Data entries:
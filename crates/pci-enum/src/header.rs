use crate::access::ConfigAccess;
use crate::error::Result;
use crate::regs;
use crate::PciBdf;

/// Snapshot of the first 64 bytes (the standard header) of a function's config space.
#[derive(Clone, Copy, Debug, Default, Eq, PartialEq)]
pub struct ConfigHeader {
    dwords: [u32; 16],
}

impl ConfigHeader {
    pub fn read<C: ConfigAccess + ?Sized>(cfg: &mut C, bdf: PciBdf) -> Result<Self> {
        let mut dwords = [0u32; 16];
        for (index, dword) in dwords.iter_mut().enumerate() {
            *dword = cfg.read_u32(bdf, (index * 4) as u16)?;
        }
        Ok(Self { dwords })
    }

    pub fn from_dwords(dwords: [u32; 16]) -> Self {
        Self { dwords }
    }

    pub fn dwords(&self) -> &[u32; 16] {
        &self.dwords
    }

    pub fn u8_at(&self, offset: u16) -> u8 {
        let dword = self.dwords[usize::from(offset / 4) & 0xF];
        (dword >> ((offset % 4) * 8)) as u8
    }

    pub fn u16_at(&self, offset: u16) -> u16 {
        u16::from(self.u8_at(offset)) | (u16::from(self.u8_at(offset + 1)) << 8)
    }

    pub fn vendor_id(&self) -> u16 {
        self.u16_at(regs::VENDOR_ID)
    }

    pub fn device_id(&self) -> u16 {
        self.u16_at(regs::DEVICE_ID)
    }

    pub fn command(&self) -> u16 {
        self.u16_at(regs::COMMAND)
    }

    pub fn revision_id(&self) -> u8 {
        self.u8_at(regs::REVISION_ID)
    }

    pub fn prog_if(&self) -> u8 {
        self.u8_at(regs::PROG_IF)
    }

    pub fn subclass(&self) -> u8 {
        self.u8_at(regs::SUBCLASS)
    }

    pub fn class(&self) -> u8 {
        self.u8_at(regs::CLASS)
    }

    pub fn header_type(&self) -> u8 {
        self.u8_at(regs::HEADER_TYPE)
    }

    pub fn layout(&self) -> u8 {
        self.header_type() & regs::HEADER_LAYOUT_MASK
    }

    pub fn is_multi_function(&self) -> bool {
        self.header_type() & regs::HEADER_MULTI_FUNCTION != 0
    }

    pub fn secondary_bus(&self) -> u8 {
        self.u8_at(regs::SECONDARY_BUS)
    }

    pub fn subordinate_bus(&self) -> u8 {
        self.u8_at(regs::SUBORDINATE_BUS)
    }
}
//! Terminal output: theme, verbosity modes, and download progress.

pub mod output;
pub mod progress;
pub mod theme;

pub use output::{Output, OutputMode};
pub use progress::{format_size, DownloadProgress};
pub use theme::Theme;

---

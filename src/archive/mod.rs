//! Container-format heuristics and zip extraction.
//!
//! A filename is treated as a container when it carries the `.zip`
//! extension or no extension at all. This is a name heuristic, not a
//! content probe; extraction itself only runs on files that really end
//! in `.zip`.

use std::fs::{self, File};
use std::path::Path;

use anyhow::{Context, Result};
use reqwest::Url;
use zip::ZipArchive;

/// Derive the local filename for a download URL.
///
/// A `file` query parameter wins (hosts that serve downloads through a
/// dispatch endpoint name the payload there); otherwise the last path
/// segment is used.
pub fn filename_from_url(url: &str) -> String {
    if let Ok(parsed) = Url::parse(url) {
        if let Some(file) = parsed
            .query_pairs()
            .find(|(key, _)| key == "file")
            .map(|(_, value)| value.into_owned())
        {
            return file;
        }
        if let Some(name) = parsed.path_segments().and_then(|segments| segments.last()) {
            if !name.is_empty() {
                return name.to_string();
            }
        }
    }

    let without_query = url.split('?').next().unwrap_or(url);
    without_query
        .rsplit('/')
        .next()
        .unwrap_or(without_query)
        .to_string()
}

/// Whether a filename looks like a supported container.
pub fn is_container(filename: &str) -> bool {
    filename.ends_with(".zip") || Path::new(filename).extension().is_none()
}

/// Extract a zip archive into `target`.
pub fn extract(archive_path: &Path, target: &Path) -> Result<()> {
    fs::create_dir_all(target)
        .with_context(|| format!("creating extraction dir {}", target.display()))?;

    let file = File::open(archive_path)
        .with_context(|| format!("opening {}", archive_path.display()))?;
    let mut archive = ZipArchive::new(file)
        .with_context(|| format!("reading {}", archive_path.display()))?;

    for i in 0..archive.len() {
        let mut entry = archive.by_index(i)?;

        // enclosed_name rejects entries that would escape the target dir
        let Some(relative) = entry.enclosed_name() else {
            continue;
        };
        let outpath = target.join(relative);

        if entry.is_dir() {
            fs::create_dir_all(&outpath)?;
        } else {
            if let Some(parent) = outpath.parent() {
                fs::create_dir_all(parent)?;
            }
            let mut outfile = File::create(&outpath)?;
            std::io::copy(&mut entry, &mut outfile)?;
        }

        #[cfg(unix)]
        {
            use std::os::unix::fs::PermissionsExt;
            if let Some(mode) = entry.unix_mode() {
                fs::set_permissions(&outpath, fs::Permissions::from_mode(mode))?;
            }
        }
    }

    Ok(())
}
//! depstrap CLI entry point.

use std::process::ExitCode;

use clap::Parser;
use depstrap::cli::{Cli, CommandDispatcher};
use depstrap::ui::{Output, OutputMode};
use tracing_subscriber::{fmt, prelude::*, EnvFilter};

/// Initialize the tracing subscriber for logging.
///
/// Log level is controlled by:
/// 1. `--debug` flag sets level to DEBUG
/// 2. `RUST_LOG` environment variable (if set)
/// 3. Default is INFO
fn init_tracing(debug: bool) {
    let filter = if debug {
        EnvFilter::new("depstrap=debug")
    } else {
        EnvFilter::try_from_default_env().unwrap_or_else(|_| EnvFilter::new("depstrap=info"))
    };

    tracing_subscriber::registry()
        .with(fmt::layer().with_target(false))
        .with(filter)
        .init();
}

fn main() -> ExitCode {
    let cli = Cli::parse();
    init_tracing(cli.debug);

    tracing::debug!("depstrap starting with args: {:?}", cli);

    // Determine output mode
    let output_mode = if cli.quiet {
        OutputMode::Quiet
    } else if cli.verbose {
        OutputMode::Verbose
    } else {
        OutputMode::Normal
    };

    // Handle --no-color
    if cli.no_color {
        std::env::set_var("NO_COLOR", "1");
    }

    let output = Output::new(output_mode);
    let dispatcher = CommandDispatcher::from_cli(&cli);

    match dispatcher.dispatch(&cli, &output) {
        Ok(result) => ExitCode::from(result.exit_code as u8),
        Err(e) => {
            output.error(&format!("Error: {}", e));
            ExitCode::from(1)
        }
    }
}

▶ [Instructions for the task]:
Given the records above, return exactly the lines starting at the line containing "self.u16_at(regs::COMMAND)" and ending at the line containing "pub fn layout(&self)", including both.

▶ [Expected answer]:
        self.u16_at(regs::COMMAND)
    }

    pub fn revision_id(&self) -> u8 {
        self.u8_at(regs::REVISION_ID)
    }

    pub fn prog_if(&self) -> u8 {
        self.u8_at(regs::PROG_IF)
    }

    pub fn subclass(&self) -> u8 {
        self.u8_at(regs::SUBCLASS)
    }

    pub fn class(&self) -> u8 {
        self.u8_at(regs::CLASS)
    }

    pub fn header_type(&self) -> u8 {
        self.u8_at(regs::HEADER_TYPE)
    }

    pub fn layout(&self) -> u8 {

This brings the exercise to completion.